DESEMPLEO

Un lugar para los pibes

El Indec reveló que uno de cada seis jóvenes no consigue trabajo. Es el corolario para una franja de la sociedad castigada por la pobreza y las deficiencias del sistema educativo.

Uno de los datos más desoladores del preocupante informe sobre empleo que publicó ayer el Indec es que, en el rango de 14 a 29 años, el 16,2% de los varones y el 16,8% de las mujeres está desocupado. Esto es, uno de cada seis chicos y chicas que quieren trabajar no consigue hacerlo. La proporción triplica la del resto de los grupos etarios.

No se trata de un problema nuevo. La expresión "la cosa está difícil" campea en todas las conversaciones. Y los que buscan su primer trabajo se encuentran enseguida con una barrera: la falta de experiencia. Pedir ese requisito a un aprendiz va contra toda lógica, pero sucede.

Es cierto que muchos de los jóvenes que pretenden insertarse en el mercado laboral tienen problemas de capacitación. En materia de educación formal, Argentina ocupó el puesto 66 de los 81 países que participaron en las últimas pruebas PISA. Los resultados demostraron que el 72% de los estudiantes no alcanzó el nivel básico en matemáticas y también hubo pobres resultados en lectura y ciencias.

Claro que agarrársela con la calidad de la educación es una solución demasiado simplista. Convendrá reparar en por qué el sistema tiene que desperdiciar tantas energías en atender cuestiones como alumnos mal alimentados, chicos violentados en sus hogares o en diseñar protocolos para adolescentes que llevan armas a las escuelas. Y también sería bueno preguntarse cuál es la responsabilidad de un gobierno nacional que dejó de pagar el Fondo de Incentivo Docente y este mes ofreció a los maestros un piso salarial de apenas 650.000 pesos.

Muchos de esos alumnos provienen de hogares con condiciones de vida poco propicias para desarrollarse. Según el Indec, en el primer semestre de 2025 el 45,4% de los chicos menores de 14 años vivían en hogares pobres.
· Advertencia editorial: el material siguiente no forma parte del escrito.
//! Canonical client-side copy of a workspace's tasks and assignees.
//!
//! All mutation goes through [`EntityStore::apply`]. Local moves and edits
//! are validated, applied optimistically, and tracked in a per-task pending
//! table until the hub echoes them back. Remote events replace tasks
//! directly unless the task has a pending change, in which case they go
//! through the [`ConflictResolver`].
//!
//! Derived statistics (utilization, workload totals, filters) live in
//! [`stats`] and are recomputed from the maps on every read.

pub mod conflict;
pub mod stats;

use std::collections::{BTreeMap, HashMap, HashSet};

use chrono::NaiveDateTime;

use planner_proto::command::{ConflictChoice, TaskChange};
use planner_proto::task::{Assignee, AssigneeId, Task, TaskId, TaskPatch};

use crate::scheduling::{self, MoveAssessment, ValidationError};

pub use conflict::{Conflict, ConflictError, ConflictResolver, Expectation, MutationToken};
use conflict::PendingMutation;

/// Errors that can occur during store operations.
#[derive(Debug, Clone, thiserror::Error, PartialEq, Eq)]
pub enum StoreError {
    /// The change failed validation; nothing was mutated.
    #[error(transparent)]
    Validation(#[from] ValidationError),

    /// No task with the given id.
    #[error("task {0} not found")]
    TaskNotFound(TaskId),

    /// The task has an unresolved conflict; resolve it first.
    #[error("task {0} has an unresolved conflict")]
    ConflictPending(TaskId),

    /// The task has no unconfirmed change to revert.
    #[error("task {0} has no pending change")]
    NotDirty(TaskId),

    /// Conflict resolution failed.
    #[error(transparent)]
    Conflict(#[from] ConflictError),
}

impl StoreError {
    /// Whether the error is a local validation failure.
    #[must_use]
    pub const fn is_validation(&self) -> bool {
        matches!(self, Self::Validation(_))
    }
}

/// A single mutation of the store.
#[derive(Debug, Clone, PartialEq)]
pub enum StoreOp {
    /// Reassign and/or reschedule a task optimistically.
    LocalMove {
        /// Task to move.
        task_id: TaskId,
        /// New assignee, `None` to unassign.
        assignee: Option<AssigneeId>,
        /// New start, `None` to unschedule.
        start: Option<NaiveDateTime>,
        /// New end; derived from the duration when only a start is given.
        end: Option<NaiveDateTime>,
    },
    /// Change descriptive fields optimistically.
    LocalEdit {
        /// Task to edit.
        task_id: TaskId,
        /// Fields to change.
        patch: TaskPatch,
    },
    /// Authoritative state of one task.
    RemoteTaskUpdate(Task),
    /// A task the hub created.
    RemoteTaskCreated(Task),
    /// A task the hub deleted.
    RemoteTaskDeleted(TaskId),
    /// Authoritative state of several tasks, applied in order.
    RemoteBatchUpdate(Vec<Task>),
    /// New capacity for an assignee.
    RemoteCapacityChange {
        /// Whose capacity changed.
        assignee_id: AssigneeId,
        /// New available hours.
        capacity_hours: f64,
    },
}

/// What an [`EntityStore::apply`] call did.
#[derive(Debug, Clone, PartialEq)]
pub enum ApplyOutcome {
    /// A local change was applied and awaits confirmation.
    Pending {
        /// The changed task.
        task_id: TaskId,
        /// Token of the change.
        token: MutationToken,
        /// Effect on the target assignee, for moves.
        assessment: Option<MoveAssessment>,
    },
    /// A remote event replaced the task.
    Replaced(TaskId),
    /// A remote event confirmed a local change.
    Confirmed {
        /// The confirmed task.
        task_id: TaskId,
        /// The confirmed change.
        token: MutationToken,
        /// `false` if newer local changes are still outstanding.
        settled: bool,
    },
    /// A remote event contradicted a local change.
    ConflictOpened(Conflict),
    /// A remote event was queued behind an open conflict.
    Queued(TaskId),
    /// A remote event added a task.
    Created(TaskId),
    /// A remote event removed a task.
    Deleted(TaskId),
    /// An assignee's capacity changed.
    CapacityUpdated(AssigneeId),
    /// One outcome per task of a batch, in order.
    Batch(Vec<ApplyOutcome>),
    /// Nothing changed.
    Ignored,
}

impl ApplyOutcome {
    /// Conflicts opened by this outcome, including inside batches.
    #[must_use]
    pub fn conflicts(&self) -> Vec<&Conflict> {
        match self {
            Self::ConflictOpened(conflict) => vec![conflict],
            Self::Batch(outcomes) => outcomes.iter().flat_map(Self::conflicts).collect(),
            _ => Vec::new(),
        }
    }

    /// Tokens confirmed by this outcome, including inside batches.
    #[must_use]
    pub fn confirmations(&self) -> Vec<(&TaskId, MutationToken)> {
        match self {
            Self::Confirmed { task_id, token, .. } => vec![(task_id, *token)],
            Self::Batch(outcomes) => outcomes.iter().flat_map(Self::confirmations).collect(),
            _ => Vec::new(),
        }
    }

    /// Whether the visible data changed.
    #[must_use]
    pub fn changed(&self) -> bool {
        match self {
            Self::Ignored | Self::Queued(_) => false,
            Self::Batch(outcomes) => outcomes.iter().any(Self::changed),
            _ => true,
        }
    }
}

/// Result of settling a conflict.
#[derive(Debug, Clone, PartialEq)]
pub struct Resolution {
    /// The version now shown.
    pub task: Task,
    /// Which side was kept.
    pub choice: ConflictChoice,
    /// Token registered for the resolution submission when the local
    /// version was kept.
    pub token: Option<MutationToken>,
    /// Outcomes of the events that were queued behind the conflict.
    pub replayed: Vec<ApplyOutcome>,
}

/// Tasks, assignees, pending changes, and open conflicts of one workspace.
#[derive(Debug, Default)]
pub struct EntityStore {
    tasks: BTreeMap<TaskId, Task>,
    assignees: BTreeMap<AssigneeId, Assignee>,
    pending: HashMap<TaskId, PendingMutation>,
    conflicts: ConflictResolver,
}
Y en la franja de 15 a 29 años esa proporción también era muy elevada: 37%. Quién sabe si sus familias pudieron darles recursos para comprar útiles escolares o siquiera para garantizar una alimentación que les permita prestar atención en clase sin sentir hambre.

Pobreza infantil, otra de las caras del fenómeno.
Pobreza infantil, otra de las caras del fenómeno.


Es decir, muchos de los adolescentes que intentan integrarse al mundo adulto no han tenido condiciones de vida adecuadas, ni una alimentación apropiada, ni tampoco una educación de calidad. Entonces, que les cueste conseguir trabajo es toda una obviedad. Y salir a repartir pedidos a bordo de una bicicleta con una mochila roja o amarilla sobre los hombros es, para ellos, lo máximo a lo que pueden aspirar.

De aquella frase "los únicos privilegiados son los niños" ya no se escucha ni siquiera el eco. Alguna vez, sin embargo, esta sociedad tendrá que sacar la vista de sus urgencias y sus egoísmos y pensar qué hacer con los pibes. Es una perogrullada, pero los jóvenes de hoy son los adultos de mañana. Y el futuro será con ellos, o no será.